By the next morning he was semi-comatose. ‘Mickey, I have a few messages for you to take for me. When you see Grandma, tell her I’m fine. Say hi to Grandpa and to Dickie Ziadie. Give Granny Ziadie my love as well, and tell Grandpa Ziadie I’m looking forward to meeting him one day. Gosh, just think: soon you’ll be meeting Beethoven and Mozart and Tchaikovsky and Schumann and Schubert. You sure are going to have one heck of time.’ I kissed him on the forehead and smiled. He gave me a flicker. Did he understand? Was he going anywhere, except into his coffin? Suppose this existence was all there was? You lived, you died, finito.

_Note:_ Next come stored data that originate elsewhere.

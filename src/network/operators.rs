use {
    std::{
        collections::BTreeMap,
        sync::Arc
    },
    sprs::{CsMat, TriMat},
    super::{
        catalog::{Catalog, CompositeIndex},
        error::ModelError
    }
};

/// Coordinate format data as delivered by the input layer, 0-based.
#[derive(Clone, Debug, Default, PartialEq)]
pub struct Triplets{
    pub shape: (usize, usize),
    pub entries: Vec<(usize, usize, f64)>
}

impl Triplets{
    pub fn new(rows: usize, cols: usize) -> Self
    {
        Self { shape: (rows, cols), entries: Vec::new() }
    }

    /// Column vector from dense values
    #[cfg(test)]
    pub fn column(values: &[f64]) -> Self
    {
        let entries = values.iter()
            .enumerate()
            .map(|(row, &v)| (row, 0, v))
            .collect();
        Self { shape: (values.len(), 1), entries }
    }

    pub fn push(&mut self, row: usize, col: usize, value: f64)
    {
        self.entries.push((row, col, value));
    }

    /// Checks the shape, sums duplicates and drops explicit zeros.
    fn into_clean_entries(
        self,
        operator: &str,
        expected: (usize, usize)
    ) -> Result<BTreeMap<(usize, usize), f64>, ModelError>
    {
        if self.shape != expected {
            return Err(
                ModelError::ShapeMismatch {
                    operator: operator.to_owned(),
                    expected,
                    found: self.shape
                }
            );
        }
        let mut summed: BTreeMap<(usize, usize), f64> = BTreeMap::new();
        for (row, col, value) in self.entries {
            if row >= expected.0 || col >= expected.1 {
                return Err(
                    ModelError::EntryOutOfBounds {
                        operator: operator.to_owned(),
                        row,
                        col,
                        shape: expected
                    }
                );
            }
            *summed.entry((row, col)).or_insert(0.0) += value;
        }
        summed.retain(|_, v| *v != 0.0);
        Ok(summed)
    }
}

/// Dense vector over a composite domain
#[derive(Clone, Debug, PartialEq)]
pub struct DomainVector{
    index: Arc<CompositeIndex>,
    values: Vec<f64>
}

/// Quantity of every (country, item) at one simulation step
pub type FlowVector = DomainVector;

impl DomainVector{
    pub fn new(index: &Arc<CompositeIndex>, values: Vec<f64>) -> Result<Self, ModelError>
    {
        if values.len() != index.len(){
            return Err(
                ModelError::ShapeMismatch {
                    operator: "vector".to_owned(),
                    expected: (index.len(), 1),
                    found: (values.len(), 1)
                }
            );
        }
        Ok(Self { index: index.clone(), values })
    }

    #[cfg(test)]
    pub fn zeros(index: &Arc<CompositeIndex>) -> Self
    {
        Self { index: index.clone(), values: vec![0.0; index.len()] }
    }

    /// Expects an `n x 1` matrix with `n` the extent of `index`
    pub fn from_triplets(
        name: &str,
        index: &Arc<CompositeIndex>,
        triplets: Triplets
    ) -> Result<Self, ModelError>
    {
        let entries = triplets.into_clean_entries(name, (index.len(), 1))?;
        let mut values = vec![0.0; index.len()];
        for ((row, _), v) in entries {
            values[row] = v;
        }
        Ok(Self { index: index.clone(), values })
    }

    pub fn index(&self) -> &Arc<CompositeIndex>
    {
        &self.index
    }

    pub fn as_slice(&self) -> &[f64]
    {
        &self.values
    }

    pub fn len(&self) -> usize
    {
        self.values.len()
    }

    #[allow(dead_code)]
    pub fn is_empty(&self) -> bool
    {
        self.values.is_empty()
    }

    pub fn nnz(&self) -> usize
    {
        self.values.iter().filter(|v| **v != 0.0).count()
    }
}

/// CSR matrix mapping the `cols` domain onto the `rows` domain
#[derive(Clone, Debug)]
pub struct SparseOperator{
    name: String,
    rows: Arc<CompositeIndex>,
    cols: Arc<CompositeIndex>,
    matrix: CsMat<f64>
}

impl SparseOperator{
    pub fn from_triplets(
        name: &str,
        rows: &Arc<CompositeIndex>,
        cols: &Arc<CompositeIndex>,
        triplets: Triplets
    ) -> Result<Self, ModelError>
    {
        let shape = (rows.len(), cols.len());
        let entries = triplets.into_clean_entries(name, shape)?;
        let mut tri = TriMat::with_capacity(shape, entries.len());
        for ((row, col), v) in entries {
            tri.add_triplet(row, col, v);
        }
        Ok(
            Self {
                name: name.to_owned(),
                rows: rows.clone(),
                cols: cols.clone(),
                matrix: tri.to_csr()
            }
        )
    }

    pub fn name(&self) -> &str
    {
        &self.name
    }

    pub fn rows(&self) -> &Arc<CompositeIndex>
    {
        &self.rows
    }

    pub fn cols(&self) -> &Arc<CompositeIndex>
    {
        &self.cols
    }

    pub fn nnz(&self) -> usize
    {
        self.matrix.nnz()
    }

    /// `out[r] += sum_c M[r, c] * x[c]`
    #[inline]
    pub fn mul_acc(&self, x: &[f64], out: &mut [f64])
    {
        debug_assert_eq!(x.len(), self.matrix.cols());
        debug_assert_eq!(out.len(), self.matrix.rows());
        for (row, vec) in self.matrix.outer_iterator().enumerate(){
            let dot = vec.iter()
                .fold(0.0, |acc, (col, v)| acc + v * x[col]);
            out[row] += dot;
        }
    }

    /// `M * 1`
    pub fn row_sums(&self) -> Vec<f64>
    {
        self.matrix
            .outer_iterator()
            .map(|vec| vec.iter().fold(0.0, |acc, (_, v)| acc + v))
            .collect()
    }
}

/// Raw operator input, aligned to the catalog by position only.
#[derive(Clone, Debug, Default)]
pub struct RawOperators{
    pub x0: Triplets,
    pub start_stock: Triplets,
    pub eta_prod: Triplets,
    pub eta_exp: Triplets,
    pub nu: Triplets,
    pub alpha: Triplets,
    pub beta: Triplets,
    pub trade: Triplets
}

/// Typed operators, each already bound to a composite index.
#[derive(Clone, Debug)]
pub struct OperatorParts{
    pub x0: DomainVector,
    pub start_stock: DomainVector,
    pub eta_prod: DomainVector,
    pub eta_exp: DomainVector,
    pub nu: SparseOperator,
    pub alpha: SparseOperator,
    pub beta: SparseOperator,
    pub trade: SparseOperator
}

/// Fixed linear maps and vectors of one simulation step.
///
/// Every part shares the composite indices of one catalog.
#[derive(Clone, Debug)]
pub struct NetworkOperators{
    index: Arc<CompositeIndex>,
    process_index: Arc<CompositeIndex>,
    x0: DomainVector,
    start_stock: DomainVector,
    eta_prod: DomainVector,
    eta_exp: DomainVector,
    nu: SparseOperator,
    alpha: SparseOperator,
    beta: SparseOperator,
    trade: SparseOperator,
    /// `beta * one_vec`, constant output of the non-converting processes
    beta_output: Vec<f64>
}

fn check_vector(name: &str, v: &DomainVector, index: &CompositeIndex) -> Result<(), ModelError>
{
    if v.index().is_compatible(index){
        Ok(())
    } else {
        Err(ModelError::IndexMismatch { operator: name.to_owned() })
    }
}

fn check_operator(
    op: &SparseOperator,
    rows: &CompositeIndex,
    cols: &CompositeIndex
) -> Result<(), ModelError>
{
    if op.rows().is_compatible(rows) && op.cols().is_compatible(cols){
        Ok(())
    } else {
        Err(ModelError::IndexMismatch { operator: op.name().to_owned() })
    }
}

impl NetworkOperators{
    pub fn from_raw(catalog: &Catalog, raw: RawOperators) -> Result<Self, ModelError>
    {
        let ci = catalog.country_item();
        let cp = catalog.country_process();
        let parts = OperatorParts{
            x0: DomainVector::from_triplets("x0", ci, raw.x0)?,
            start_stock: DomainVector::from_triplets("xstartstock", ci, raw.start_stock)?,
            eta_prod: DomainVector::from_triplets("eta_prod", ci, raw.eta_prod)?,
            eta_exp: DomainVector::from_triplets("eta_exp", ci, raw.eta_exp)?,
            nu: SparseOperator::from_triplets("nu", cp, ci, raw.nu)?,
            alpha: SparseOperator::from_triplets("alpha", ci, cp, raw.alpha)?,
            beta: SparseOperator::from_triplets("beta", ci, cp, raw.beta)?,
            trade: SparseOperator::from_triplets("trade", ci, ci, raw.trade)?
        };
        Self::new(catalog, parts)
    }

    /// Rejects parts that were built against another catalog ordering
    pub fn new(catalog: &Catalog, parts: OperatorParts) -> Result<Self, ModelError>
    {
        let ci = catalog.country_item();
        let cp = catalog.country_process();

        check_vector("x0", &parts.x0, ci)?;
        check_vector("xstartstock", &parts.start_stock, ci)?;
        check_vector("eta_prod", &parts.eta_prod, ci)?;
        check_vector("eta_exp", &parts.eta_exp, ci)?;
        check_operator(&parts.nu, cp, ci)?;
        check_operator(&parts.alpha, ci, cp)?;
        check_operator(&parts.beta, ci, cp)?;
        check_operator(&parts.trade, ci, ci)?;

        let beta_output = parts.beta.row_sums();

        Ok(
            Self {
                index: ci.clone(),
                process_index: cp.clone(),
                x0: parts.x0,
                start_stock: parts.start_stock,
                eta_prod: parts.eta_prod,
                eta_exp: parts.eta_exp,
                nu: parts.nu,
                alpha: parts.alpha,
                beta: parts.beta,
                trade: parts.trade,
                beta_output
            }
        )
    }

    pub fn index(&self) -> &Arc<CompositeIndex>
    {
        &self.index
    }

    pub fn process_index(&self) -> &Arc<CompositeIndex>
    {
        &self.process_index
    }

    pub fn x0(&self) -> &DomainVector
    {
        &self.x0
    }

    pub fn start_stock(&self) -> &DomainVector
    {
        &self.start_stock
    }

    pub fn eta_prod(&self) -> &DomainVector
    {
        &self.eta_prod
    }

    pub fn eta_exp(&self) -> &DomainVector
    {
        &self.eta_exp
    }

    pub fn nu(&self) -> &SparseOperator
    {
        &self.nu
    }

    pub fn alpha(&self) -> &SparseOperator
    {
        &self.alpha
    }

    pub fn trade(&self) -> &SparseOperator
    {
        &self.trade
    }

    pub fn beta_output(&self) -> &[f64]
    {
        &self.beta_output
    }

    /// Non-zero counts of all sparse parts, for reporting
    pub fn nnz_summary(&self) -> [(&str, usize); 8]
    {
        [
            ("x0", self.x0.nnz()),
            ("xstartstock", self.start_stock.nnz()),
            ("eta_prod", self.eta_prod.nnz()),
            ("eta_exp", self.eta_exp.nnz()),
            (self.nu.name(), self.nu.nnz()),
            (self.alpha.name(), self.alpha.nnz()),
            (self.beta.name(), self.beta.nnz()),
            (self.trade.name(), self.trade.nnz())
        ]
    }

    /// True for every (country, item) with `(alpha * 1 + beta * 1) > 0`
    pub fn producer_flag(&self) -> Vec<bool>
    {
        self.alpha
            .row_sums()
            .into_iter()
            .zip(self.beta_output.iter())
            .map(|(a, b)| a + b > 0.0)
            .collect()
    }

    /// Whether any item of `country` has a positive producer flag
    pub fn is_producer(&self, producer_flag: &[bool], country: usize) -> bool
    {
        producer_flag[self.index.country_range(country)]
            .iter()
            .any(|&p| p)
    }
}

Suppose faith in the afterlife was nothing but a panacea against the terror of nothingness?

For the first time since my teenage years I found myself grappling to hang on to my faith. What rattled me was the reluctance with which Mickey and his Bible bashing cronies were facing his death. Sharman had observed the week before, while two of Mickey’s ministers were praying for God to come and rescue His servant from death, ‘How is it that these born-again Christians profess to love the Lord so much, and preach endlessly about wanting to go to His bosom, yet when one of them is actually in danger of doing so, the one thing they want is to keep him on this earth? Doesn’t that strike you as inconsistent?’ It certainly did. There was little I could actually do to force myself to have faith. Time, and mulling over what needed to be examined, would either restore it or destroy it.

By Sunday, Mickey was completely comatose. He spent the whole day thrashing, thrashing, thrashing. The nurse, who was fantastic, said, ‘People are often restless before they die.’ At 8.55 p.m. that evening, 24 July 1994, he gave up the fight.